O sol de Hollywood lançou seus encantos sobre os filhos dos imigrantes do leste europeu, principalmente durante a fabulosa década de 1950. Gidget passou a despender todo seu tempo livre na praia - depois da escola, depois do trabalho, ou quando sua família visitava amigos da colônia judia de Malibu. "Eu e meu pai caminhávamos até a praia", lembra, “e eu lhe falava a respeito de todos os surfistas e da vontade que tinha de escrever um livro. Foi então que ele sugeriu ‘por que você não me conta essas estórias e eu as escrevo?’. ‘Ok’, concordei”.
Gidget se tornou musa do próprio pai, narrando-lhe contos sobre bitchin' surf (nota de tradução - algo como surf radical, eu acredito), morras gigantes que vinham do japão e de como escapava da morte após vacas impressionantes. Deslumbrado, Frederick prestava total atenção à linguagem de sua filha (que tinha o inglês como primeira língua. A dele era o alemão). Com permissão dela, ouvia, inclusive, suas conversas telefônicas. Totalmente envolvido pelo assunto, Frederick escreveu o livro em seis semanas, transformando as estórias e conversas de Gidget em um elegante romance, publicado em 1957. A obra refletia as preocupações daquele tempo, da bomba atômica a Fats Domino, apesar de um tema ser o dominante: a paixão de Gidget pelas ondas do mar.
"O grande Kahoona", a personagem de Gidget no livro explica, "me mostrou, na primeira vez, como me ajoelhar, levantar os ombros e puxar o corpo, para rapidamente me levantar, com um pé atrás e outro mais na frente em apenas um movimento. Coisa bem complicada. E então, quanto mais eu tenho a manha de pegar onda, mais eu ficou louca para surfar e quanto mais louca eu fico, com mais afinco eu me dedico". Esta é uma das melhores descrições do ato de surfar que eu já li e apenas gostaria de ter lido isso antes, quando era uma garota que brincava com pedaços de madeirite nas ondas nojentas do lado Erie.
No final deste encantador conto de verão, enquanto Moondogie confrontava Kahoona por ciúmes, Gidget voava em sua prancha. Era um clássico dia de bitchin' surf e, realmente, quebravam altas e grandes ondas. Em um momento épico que se perdeu nas incontáveis versões e remontagens para cinema e tv, naquela passagem que transformou este livro em uma espécie de O Apanhador no Campo de Centeio (dêem uma googlada e descubram que livro é esse) para meninas, Gidget ignora os avisos de seus amigos e continua remando para o outside. Desafiando as convenções sociais – ao não voltar para o santuário da terra firme e para sua vida de classe-média – e sem qualquer interesse pelo o quê lhe aguardava nos próximos anos, tudo o que ela queria naquele instante era surfar, segura de que qualquer que fosse seu futuro, ela sempre estaria entre os melhores. "Arrepia, Gidget", gritavam os rapazes enquanto ela descia mais uma. "Arrepia, Gidget". E ela arrepiava mesmo.
Então, bem antes da onda feminista das décadas seguintes, o livro leva a uma conclusão radical, nunca transmitida por qualquer uma das outras versões de “Gidget”: a percepção da personagem de que nunca esteve apaixonada por Moondogie ou por Kahoona - ela era demais para previsíveis garotos. O que ela realmente amava era sua prancha e o mar.

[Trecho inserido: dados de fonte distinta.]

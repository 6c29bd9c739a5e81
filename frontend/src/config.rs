//! Application configuration.
//!
//! Centralized configuration for the class documents frontend.
//! These are compile-time constants; a deployment that needs other values
//! rebuilds the bundle.

/// Backend API base URL.
///
/// Used by [`HttpDocumentUploader`](crate::services::HttpDocumentUploader)
/// when the caller does not supply its own upload function.
pub const BACKEND_URL: &str = "http://localhost:3000";

/// Class shown on the landing route when none is given in the URL.
pub const DEFAULT_CLASS_ID: &str = "demo-class";

const MIB: u64 = 1024 * 1024;

/// Maximum size of a PDF document (30 MiB).
pub const PDF_MAX_BYTES: u64 = 30 * MIB;

/// Maximum size of an image (5 MiB).
pub const IMAGE_MAX_BYTES: u64 = 5 * MIB;

/// Maximum size of a video (100 MiB).
pub const VIDEO_MAX_BYTES: u64 = 100 * MIB;

/// Delay between a successful upload and the automatic close of the form,
/// in milliseconds. Keeps the success message on screen for a moment.
pub const CLOSE_DELAY_MS: u32 = 1500;

/// `accept` attribute of the hidden file input.
///
/// Only a hint for the native picker, the size policy does the real check.
pub const ACCEPTED_FILE_TYPES: &str = "application/pdf,image/*,video/*";

// =============================================================================
// User-facing messages
// =============================================================================

pub const MSG_REQUIRED_FIELDS: &str = "Please provide a title and select a file.";
pub const MSG_UPLOADING: &str = "Uploading document...";
pub const MSG_UPLOAD_SUCCESS: &str = "Document uploaded successfully!";
pub const MSG_UPLOAD_FAILED: &str = "Upload failed. Please try again.";
use leptos::*;

use crate::UploadStatus;

/// Status line under the form. Renders nothing while the message is empty.
#[component]
pub fn StatusBanner(
    status: Signal<UploadStatus>,
    message: Signal<String>,
) -> impl IntoView {
    view! {
        <Show
            when=move || !message.get().is_empty()
            fallback=|| view! { }
        >
            <div
                class=move || format!("status-message {}", status.get().css_class())
                role="status"
            >
                {move || message.get()}
            </div>
        </Show>
    }
}
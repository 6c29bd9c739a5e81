//! File policy checks run before anything is uploaded.
//!
//! - [`FileSizePolicy`] - per-category byte limits
//! - [`validate_file_size`] - classify and size-check a file
//! - [`format_bytes`] - human-readable sizes for messages
//! - [`strip_extension`] - default title from a file name

use crate::config::{IMAGE_MAX_BYTES, PDF_MAX_BYTES, VIDEO_MAX_BYTES};
use crate::error::ValidationError;
use crate::types::FileCategory;

/// Static mapping from content category to maximum byte size.
#[derive(Clone, Copy, Debug, PartialEq, Eq)]
pub struct FileSizePolicy {
    pub pdf: u64,
    pub image: u64,
    pub video: u64,
}

impl Default for FileSizePolicy {
    fn default() -> Self {
        Self {
            pdf: PDF_MAX_BYTES,
            image: IMAGE_MAX_BYTES,
            video: VIDEO_MAX_BYTES,
        }
    }
}

impl FileSizePolicy {
    /// Byte limit for a category, `None` when the category is never accepted.
    pub fn limit_for(&self, category: FileCategory) -> Option<u64> {
        match category {
            FileCategory::Pdf => Some(self.pdf),
            FileCategory::Image => Some(self.image),
            FileCategory::Video => Some(self.video),
            FileCategory::Unsupported => None,
        }
    }

    /// Check a file against this policy.
    ///
    /// Unsupported types are rejected without looking at the size.
    pub fn check(&self, mime_type: &str, size: u64) -> Result<FileCategory, ValidationError> {
        let category = FileCategory::from_mime(mime_type);
        let limit = self.limit_for(category).ok_or_else(|| ValidationError::Unsupported {
            mime_type: mime_type.to_string(),
        })?;

        if size > limit {
            return Err(ValidationError::TooLarge {
                category,
                limit,
                actual: size,
            });
        }

        Ok(category)
    }
}

/// Validate a file against the default policy.
pub fn validate_file_size(mime_type: &str, size: u64) -> Result<FileCategory, ValidationError> {
    FileSizePolicy::default().check(mime_type, size)
}

/// Format a byte count with base-1024 units (B, KB, MB, GB).
///
/// Values are rounded to two decimals and trailing zeros are dropped:
/// `1536` gives `"1.5 KB"`, `31457280` gives `"30 MB"`.
pub fn format_bytes(bytes: u64) -> String {
    const UNITS: [&str; 4] = ["B", "KB", "MB", "GB"];

    if bytes == 0 {
        return "0 B".to_string();
    }

    let mut value = bytes as f64;
    let mut unit = 0;
    while value >= 1024.0 && unit < UNITS.len() - 1 {
        value /= 1024.0;
        unit += 1;
    }

    let rounded = (value * 100.0).round() / 100.0;
    format!("{} {}", rounded, UNITS[unit])
}

/// Remove the last dot-delimited suffix of a file name.
///
/// `report.final.pdf` becomes `report.final`. Names without a dot are kept
/// as they are, and so are dotfiles like `.env`.
pub fn strip_extension(file_name: &str) -> &str {
    match file_name.rfind('.') {
        Some(idx) if idx > 0 => &file_name[..idx],
        _ => file_name,
    }
}
//! UI Components for the class documents application.
//!
//! # Layout Components
//! - [`Hero`] - Class page title and description
//! - [`Footer`] - Page footer
//! - [`Modal`] - Dialog shell with close button and backdrop
//!
//! # Feature Components
//! - [`UploadForm`] - Document upload with drag & drop
//! - [`FilePreview`] - Selected file summary
//! - [`StatusBanner`] - Validation and upload messages

mod hero;
mod footer;
mod modal;
mod upload;
mod file_preview;
mod status;

pub use hero::*;
pub use footer::*;
pub use modal::*;
pub use upload::*;
pub use file_preview::*;
pub use status::*;
//! Summary of the selected file with a remove button.

use leptos::*;

use crate::{format_bytes, FileCategory, FileInfo};

#[component]
pub fn FilePreview(
    info: FileInfo,
    /// Disables the remove button during an upload
    #[prop(into)]
    disabled: Signal<bool>,
    on_remove: Callback<()>,
) -> impl IntoView {
    let category = FileCategory::from_mime(&info.mime_type);

    view! {
        <div class="file-preview">
            <div class="file-preview-name">{info.name.clone()}</div>
            <div class="file-preview-details">
                {category.label()} " • " {format_bytes(info.size)}
            </div>
            <button
                type="button"
                class="btn btn-secondary file-preview-remove"
                disabled=move || disabled.get()
                on:click=move |_| on_remove.call(())
            >
                "Remove"
            </button>
        </div>
    }
}
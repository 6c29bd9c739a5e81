//! Class Documents - Frontend Rust/Leptos Application
//!
//! A WebAssembly frontend letting instructors attach documents, images and
//! videos to a class.
//!
//! # Architecture
//!
//! ```text
//! ┌─────────────────────────────────────────────────────────────┐
//! │                        App                                   │
//! ├─────────────────────────────────────────────────────────────┤
//! │  ClassPage (/ or /classes/:class_id)                         │
//! │  ├── Hero (class title)                                      │
//! │  ├── "Upload document" button                                │
//! │  └── UploadForm (modal, while open)                          │
//! │      ├── title input, drop zone, hidden file input           │
//! │      ├── FilePreview                                         │
//! │      └── StatusBanner                                        │
//! ├─────────────────────────────────────────────────────────────┤
//! │  Footer                                                      │
//! └─────────────────────────────────────────────────────────────┘
//! ```
//!
//! # Modules
//!
//! - [`types`] - Common types (FileCategory, UploadStatus, etc.)
//! - [`error`] - Validation and upload errors
//! - [`validation`] - Size policy, byte formatting, default titles
//! - [`draft`] - Form state machine and submission flow
//! - [`components`] - UI components
//! - [`services`] - Backend communication

use std::rc::Rc;

use leptos::*;
use leptos_meta::*;
use leptos_router::*;

// =============================================================================
// Module declarations
// =============================================================================

pub mod config;
pub mod types;
pub mod error;
pub mod validation;
pub mod draft;
pub mod components;
pub mod services;

// =============================================================================
// Re-exports
// =============================================================================

// Configuration
pub use config::*;

// Types
pub use types::{DragKind, FileCategory, FileInfo, UploadStatus, UploadedDocument};

// Errors
pub use error::{UploadError, UploadResult, ValidationError};

// Validation
pub use validation::{format_bytes, strip_extension, validate_file_size, FileSizePolicy};

// Draft
pub use draft::{run_submission, DraftCell, FileHandle, UploadDraft};

// Components
pub use components::*;

// Services
pub use services::*;

// =============================================================================
// Application Entry Point
// =============================================================================

/// Install the panic hook and console logger, then mount [`App`].
pub fn start() {
    console_error_panic_hook::set_once();
    _ = console_log::init_with_level(log::Level::Debug);

    log::info!("🦀 Class documents - Starting Leptos App");

    mount_to_body(|| view! { <App/> });
}

#[component]
pub fn App() -> impl IntoView {
    provide_meta_context();

    view! {
        <Title text="Class documents"/>
        <Router>
            <main>
                <Routes>
                    <Route path="/" view=ClassPage/>
                    <Route path="/classes/:class_id" view=ClassPage/>
                </Routes>
            </main>
        </Router>
    }
}

#[component]
fn ClassPage() -> impl IntoView {
    let params = use_params_map();
    let class_id = Signal::derive(move || {
        params.with(|p| {
            p.get("class_id")
                .cloned()
                .unwrap_or_else(|| DEFAULT_CLASS_ID.to_string())
        })
    });

    let (form_open, set_form_open) = create_signal(false);
    let uploader: Rc<dyn DocumentUploader<web_sys::File>> = Rc::new(HttpDocumentUploader::new(BACKEND_URL));
    let close_form = Callback::new(move |_| {
        log::debug!("Closing upload form");
        set_form_open.set(false);
    });

    view! {
        <div class="container">
            <Hero class_id=class_id/>

            <button
                class="btn btn-primary"
                on:click=move |_| set_form_open.set(true)
            >
                "Upload document"
            </button>

            <Show
                when=move || form_open.get()
                fallback=|| view! { }
            >
                <UploadForm
                    class_id=class_id.get()
                    upload_docs=Rc::clone(&uploader)
                    on_close=close_form
                />
            </Show>
        </div>

        <Footer/>
    }
}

Quanto terminou seu pequeno surf-romance, Frederick mostrou-o para Paul, que o detestou e mandou o irmão procurar outro agente. Frederick, então, procurou William Morris e um contrato de lançamento foi imediatamente fechado, incluindo os direitos de filmagem, que foram vendidos à Columbia por US$ 50 mil. Frederick deu 5% a Gidget (ato que, hoje em dia, seria chamado de compra dos direitos de uso da história).
O livro estourou alguns meses antes do famoso Lolita, de Vladimir Nabokov – outra estória escrita por um imigrante europeu que também trazia uma menina adolescente como protagonista – e comparações favoráveis a Frederick foram publicadas. A crítica aclamou o trabalho original de Kohner que trouxe à tona uma curiosa subcultura, que também surpreendia pela quantidade de gírias americanas aprendidas pelo escritor estrangeiro. O surf explodiu muitos anos depois; quem melhor para divulga-lo do que o próprio pai da fada marinha Gidget, um homem que fugiu da Europa Central e foi hipnotizado pelas ondas e por aqueles que as cruzam em busca da liberdade?

Enquanto passeava pela cozinha de Gidget, ela me falava de um segredo a ser revelado: seus diários e álbuns de fotografias – os cálices sagrados da cultura contemporânea do surf – estavam dispostos sobre a mesa. Ela os trouxe de um esconderijo secreto antes de minha chegada. Além de surpresa, eu estava um pouco nervosa, afinal, que gênio sairia desta lâmpada depois que eu abrisse aquelas capas?
“22 de julho de 1956.” Gidget lia, “Fui para praia hoje de novo. Eu amo aquilo lá. Caí três vezes mas peguei apenas uma onda. Sentamos todos no ‘buraco’, fumando e bebendo. Deus impediu que meus familiares me vissem ali (Gidget alega que, apesar de possuir e estar presente em várias fotos do “buraco”, não lembra de ter bebido alguma vez).
Ela briu um dos álbuns e passeou pelas páginas de fotos em preto e branco até que algo atraiu sua atenção. “Oh, meu deus”, disse, “olha isso”. Era uma bela foto do “buraco”, que não passava de uma área mais baixa da praia, onde ela costumava se sentar e fumar na companhia de Mickey Dora, Tubesteak e outro surfista legendário chamado Johny Fain. Era o tipo de foto pela qual qualquer colecionador arriscaria a vida. “Ouça isso”, falou, cada vez mais empolgada com as memórias que aquelas imagens ressuscitavam.
“16 de junho de 1957. Cara, hoje o dia foi demais. Todo mundo estava na praia. Peguei altas ondas e todo mundo viu”. Ela me sorriu e passou para o próximo álbum. “3 de agosto de 1957. Hoje tinha altas. Nem pude acreditar. Peguei umas boas”.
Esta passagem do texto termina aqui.